EXTRACTED DATA

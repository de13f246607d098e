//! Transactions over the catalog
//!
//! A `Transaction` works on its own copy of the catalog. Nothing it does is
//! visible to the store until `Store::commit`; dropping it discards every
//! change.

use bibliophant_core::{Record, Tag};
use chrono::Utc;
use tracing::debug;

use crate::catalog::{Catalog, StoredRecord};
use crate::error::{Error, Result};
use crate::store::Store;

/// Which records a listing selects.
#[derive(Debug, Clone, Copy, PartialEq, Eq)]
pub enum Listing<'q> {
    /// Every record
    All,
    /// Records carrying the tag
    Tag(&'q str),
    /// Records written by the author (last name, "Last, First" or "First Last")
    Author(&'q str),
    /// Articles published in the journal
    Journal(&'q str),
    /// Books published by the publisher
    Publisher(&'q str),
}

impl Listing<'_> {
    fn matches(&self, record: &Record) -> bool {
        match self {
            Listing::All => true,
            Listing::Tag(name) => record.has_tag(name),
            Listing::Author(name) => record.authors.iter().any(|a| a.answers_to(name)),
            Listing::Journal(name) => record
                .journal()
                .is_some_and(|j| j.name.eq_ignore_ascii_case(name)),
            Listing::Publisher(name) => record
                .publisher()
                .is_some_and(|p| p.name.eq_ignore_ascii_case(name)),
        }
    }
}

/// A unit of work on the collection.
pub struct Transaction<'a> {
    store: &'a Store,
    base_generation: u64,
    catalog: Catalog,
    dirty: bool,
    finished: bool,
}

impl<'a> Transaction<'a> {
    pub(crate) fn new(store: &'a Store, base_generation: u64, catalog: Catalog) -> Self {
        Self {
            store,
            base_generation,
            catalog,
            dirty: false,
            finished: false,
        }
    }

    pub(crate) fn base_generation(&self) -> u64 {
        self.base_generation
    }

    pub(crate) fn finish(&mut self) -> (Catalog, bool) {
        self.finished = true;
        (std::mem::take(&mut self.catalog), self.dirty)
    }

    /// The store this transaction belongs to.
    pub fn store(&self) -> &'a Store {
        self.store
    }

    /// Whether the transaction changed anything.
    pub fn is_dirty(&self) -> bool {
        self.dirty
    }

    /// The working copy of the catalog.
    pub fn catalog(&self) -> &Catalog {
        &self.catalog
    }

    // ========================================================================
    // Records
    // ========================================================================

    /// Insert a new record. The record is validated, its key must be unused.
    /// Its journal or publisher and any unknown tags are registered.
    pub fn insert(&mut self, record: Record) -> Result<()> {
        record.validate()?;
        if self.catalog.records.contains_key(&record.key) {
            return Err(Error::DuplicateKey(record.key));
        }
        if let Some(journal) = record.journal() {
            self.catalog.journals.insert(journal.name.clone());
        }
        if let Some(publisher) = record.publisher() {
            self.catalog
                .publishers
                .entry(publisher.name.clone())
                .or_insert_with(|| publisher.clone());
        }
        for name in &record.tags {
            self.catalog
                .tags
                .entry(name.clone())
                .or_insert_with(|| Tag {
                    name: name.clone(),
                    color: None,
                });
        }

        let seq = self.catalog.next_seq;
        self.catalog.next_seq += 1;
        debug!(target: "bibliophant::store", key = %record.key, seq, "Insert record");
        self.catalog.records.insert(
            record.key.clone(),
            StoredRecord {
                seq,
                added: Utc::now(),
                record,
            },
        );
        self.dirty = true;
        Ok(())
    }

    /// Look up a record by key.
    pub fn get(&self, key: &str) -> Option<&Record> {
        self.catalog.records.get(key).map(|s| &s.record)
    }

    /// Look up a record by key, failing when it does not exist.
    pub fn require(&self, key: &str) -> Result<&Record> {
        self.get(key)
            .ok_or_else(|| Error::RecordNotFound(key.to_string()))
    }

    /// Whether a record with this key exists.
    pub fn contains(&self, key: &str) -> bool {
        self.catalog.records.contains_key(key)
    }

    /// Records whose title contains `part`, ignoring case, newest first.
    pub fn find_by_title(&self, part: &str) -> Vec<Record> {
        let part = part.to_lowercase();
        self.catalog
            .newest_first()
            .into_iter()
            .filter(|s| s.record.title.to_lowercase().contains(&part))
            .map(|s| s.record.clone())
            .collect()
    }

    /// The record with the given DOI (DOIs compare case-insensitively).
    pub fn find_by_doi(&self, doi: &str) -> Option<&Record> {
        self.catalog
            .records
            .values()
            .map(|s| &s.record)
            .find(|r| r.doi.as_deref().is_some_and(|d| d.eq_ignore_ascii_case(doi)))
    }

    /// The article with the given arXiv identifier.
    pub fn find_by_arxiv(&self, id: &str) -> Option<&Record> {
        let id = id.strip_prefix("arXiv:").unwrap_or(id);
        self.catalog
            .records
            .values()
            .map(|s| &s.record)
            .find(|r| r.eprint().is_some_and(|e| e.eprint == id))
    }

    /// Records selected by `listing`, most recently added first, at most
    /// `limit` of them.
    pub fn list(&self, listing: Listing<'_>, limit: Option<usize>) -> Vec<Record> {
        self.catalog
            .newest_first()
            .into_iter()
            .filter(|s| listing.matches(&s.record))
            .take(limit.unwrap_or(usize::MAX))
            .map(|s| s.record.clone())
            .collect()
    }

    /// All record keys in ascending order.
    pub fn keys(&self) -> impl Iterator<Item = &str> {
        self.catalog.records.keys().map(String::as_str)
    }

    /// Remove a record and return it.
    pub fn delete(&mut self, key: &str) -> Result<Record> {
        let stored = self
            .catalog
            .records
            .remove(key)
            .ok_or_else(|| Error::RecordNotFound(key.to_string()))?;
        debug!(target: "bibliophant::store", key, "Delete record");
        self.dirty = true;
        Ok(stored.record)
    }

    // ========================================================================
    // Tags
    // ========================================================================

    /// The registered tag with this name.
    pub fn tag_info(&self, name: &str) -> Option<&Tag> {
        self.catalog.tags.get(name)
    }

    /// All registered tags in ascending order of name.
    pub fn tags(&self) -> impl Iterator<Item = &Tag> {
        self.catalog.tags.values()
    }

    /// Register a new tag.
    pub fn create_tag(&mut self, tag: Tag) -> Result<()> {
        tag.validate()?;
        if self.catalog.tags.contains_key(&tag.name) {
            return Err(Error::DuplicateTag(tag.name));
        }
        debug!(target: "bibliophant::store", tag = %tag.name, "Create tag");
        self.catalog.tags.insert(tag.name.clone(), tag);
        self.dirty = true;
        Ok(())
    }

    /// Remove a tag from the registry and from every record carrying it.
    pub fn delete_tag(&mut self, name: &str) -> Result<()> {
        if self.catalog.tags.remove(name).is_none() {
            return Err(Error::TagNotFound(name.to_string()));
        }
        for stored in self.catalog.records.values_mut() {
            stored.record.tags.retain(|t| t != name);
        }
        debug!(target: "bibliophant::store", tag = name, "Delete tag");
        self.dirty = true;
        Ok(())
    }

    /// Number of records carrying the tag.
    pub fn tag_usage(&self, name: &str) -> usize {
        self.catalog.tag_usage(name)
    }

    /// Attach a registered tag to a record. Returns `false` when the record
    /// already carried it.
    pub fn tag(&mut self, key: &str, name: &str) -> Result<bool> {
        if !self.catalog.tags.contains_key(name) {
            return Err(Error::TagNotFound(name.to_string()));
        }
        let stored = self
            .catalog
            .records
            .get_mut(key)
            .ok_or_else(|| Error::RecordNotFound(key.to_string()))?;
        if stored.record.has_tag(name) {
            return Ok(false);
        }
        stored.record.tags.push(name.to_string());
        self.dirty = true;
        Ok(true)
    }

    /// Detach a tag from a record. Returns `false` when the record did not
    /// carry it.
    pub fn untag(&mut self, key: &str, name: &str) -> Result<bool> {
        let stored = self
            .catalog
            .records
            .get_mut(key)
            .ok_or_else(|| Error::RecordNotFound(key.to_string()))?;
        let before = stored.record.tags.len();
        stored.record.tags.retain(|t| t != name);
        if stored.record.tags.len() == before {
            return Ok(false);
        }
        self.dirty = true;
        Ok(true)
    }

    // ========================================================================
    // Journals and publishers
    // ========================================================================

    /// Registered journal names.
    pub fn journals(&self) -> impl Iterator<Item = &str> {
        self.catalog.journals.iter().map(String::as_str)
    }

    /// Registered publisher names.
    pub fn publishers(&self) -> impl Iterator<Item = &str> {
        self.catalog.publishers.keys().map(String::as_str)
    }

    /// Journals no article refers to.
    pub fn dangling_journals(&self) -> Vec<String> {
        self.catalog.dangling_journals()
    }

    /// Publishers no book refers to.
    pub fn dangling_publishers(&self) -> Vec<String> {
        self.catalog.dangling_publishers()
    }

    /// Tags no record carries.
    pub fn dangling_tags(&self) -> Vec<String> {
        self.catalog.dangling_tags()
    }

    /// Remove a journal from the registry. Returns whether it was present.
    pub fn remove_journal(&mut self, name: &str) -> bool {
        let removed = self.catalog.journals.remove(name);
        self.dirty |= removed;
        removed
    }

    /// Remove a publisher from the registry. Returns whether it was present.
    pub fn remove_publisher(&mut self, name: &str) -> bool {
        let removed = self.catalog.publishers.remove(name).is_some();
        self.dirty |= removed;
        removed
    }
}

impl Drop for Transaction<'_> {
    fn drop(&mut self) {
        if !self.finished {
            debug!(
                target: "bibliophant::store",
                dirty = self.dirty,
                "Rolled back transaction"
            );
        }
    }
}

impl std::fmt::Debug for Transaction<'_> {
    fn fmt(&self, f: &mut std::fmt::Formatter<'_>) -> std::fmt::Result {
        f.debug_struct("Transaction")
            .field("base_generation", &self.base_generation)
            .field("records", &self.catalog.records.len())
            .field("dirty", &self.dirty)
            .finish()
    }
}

ACTIVITY
Retype the first line of the entries and every line after it, please, through the line that contains "fn matches(&self, record: &Record)". Add nothing.

OUTPUT OF THE EXERCISE
repository de13f246607d098e
//! Transactions over the catalog
//!
//! A `Transaction` works on its own copy of the catalog. Nothing it does is
//! visible to the store until `Store::commit`; dropping it discards every
//! change.

use bibliophant_core::{Record, Tag};
use chrono::Utc;
use tracing::debug;

use crate::catalog::{Catalog, StoredRecord};
use crate::error::{Error, Result};
use crate::store::Store;

/// Which records a listing selects.
#[derive(Debug, Clone, Copy, PartialEq, Eq)]
pub enum Listing<'q> {
    /// Every record
    All,
    /// Records carrying the tag
    Tag(&'q str),
    /// Records written by the author (last name, "Last, First" or "First Last")
    Author(&'q str),
    /// Articles published in the journal
    Journal(&'q str),
    /// Books published by the publisher
    Publisher(&'q str),
}

impl Listing<'_> {
    fn matches(&self, record: &Record) -> bool {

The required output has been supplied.